432 - Gamma knife radiosurgery as a main modality in treating intracranial lesions of NF II patients

Date 28 September 2012
Event ESMO Congress 2012
Session Publication Only
Topics Central Nervous System Malignancies
Surgical Oncology
Radiation Oncology
Presenter Khaled Abdel Karim
Authors K. Abdel Karim1, N.M. Elmashad2, W. Reda3, A. El Shehaby3
  • 1Clinical Oncology, Nasser Institute, Cairo/EG
  • 2Clinical Oncology Department, Tanta University, Tanta/EG
  • 3Gamma Knife Center, Nasser Institute, Cairo/EG



Gamma knife radiosurgery GKS was used for the treatment of the patients with Neurofibromatosis type II (NFII) for years to achieve better tumor control and to avoid the post operative neurological deficits. This study aimed at exploring the effect of GKS on the tumor control rate, the avoidance of new neurological deficits, and the associated morbidity.
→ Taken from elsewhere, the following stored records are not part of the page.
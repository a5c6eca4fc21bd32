//! Client-side entity cache and optimistic mutation coordinator for the clinic app.
//!
//! [`client::ClinicClient`] is the entry point. It owns an [`cache::EntityCache`], an
//! [`router::InvalidationRouter`] that keeps registered queries fresh, and a
//! [`coordinator::MutationCoordinator`] that applies changes speculatively and rolls
//! them back when the backend refuses. The backend itself is any
//! [`command::CommandInvoker`]; [`store::SqliteCommandLayer`] is the in-process one.

pub mod active_household;
pub mod cache;
pub mod client;
pub mod command;
pub mod config;
pub mod coordinator;
pub mod entities;
pub mod error;
pub mod id;
pub mod logging;
pub mod metrics;
pub mod mutation;
mod mutation_log;
pub mod queries;
pub mod router;
pub mod store;
pub mod time;
pub mod transform;
pub mod util;
pub mod validation;

pub use client::ClinicClient;
pub use error::{AppError, AppResult};
pub use logging::{init_file_logging, init_logging};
We revised the data of 50 intracranial NFII patients (either vestibular schwannomas or meningiomas) who were treated consequently between July 2001 and October 2009 in our center, the data of 43 patients were evaluable. The mean follow up period was 43.7 months (range 6 to 96). We treated 22 females (51.2%) and 21 males (48.8%) with a mean age of 27.6 years (range 9–53 years). Eight patients (18.6%) had a family history of NFII, 29 patients (67.4%) had previous surgeries. A hundred and seventy NFII lesions were treated in 169 treatment procedures, 83/170 were vestibular schwannomas and 87 were meningiomas. The mean number of treated lesions per patient was 3.97 (range 1–14). The mean marginal dose was 11.9 Gy (range 8 to 13 Gy), with a mean isodose of 52.5%, mean percent coverage was 95.7% (ranged 71-100%). The mean target volume was 11.1 cc (range 0.1 to 26.11 cc).


Regarding the overall radiological response, 16 lesions (9.4%) had regressed, 146 (85.9%) remained stable, and 8 (4.7%) had progressed. For 83 schwannomas, 7 lesions (8.4%) had regression, 72 (86.7%) remained stable, and 4 (4.8%) developed progression. For the 87 meningiomas, 9 (10.3%) had regressed, 74 (85.1%) were stable, and 4 (4.6%) had progressed. The Overall survival rate (OS) for all patients was 95.3% (only 2 died), the mean tumor control rate of 95.1%. The overall Freedom from neurological deficits was 97.7%. Only one patient complained of Grade III facial palsy which was temporary and resolved after medical treatment. Using a median dose of 12 Gy maintained serviceable hearing in 56.6% of ears.


Gamma knife radiosurgery for NFII patients can achieve good tumor control and preserved function with low risk of morbidity.


All authors have declared no conflicts of interest.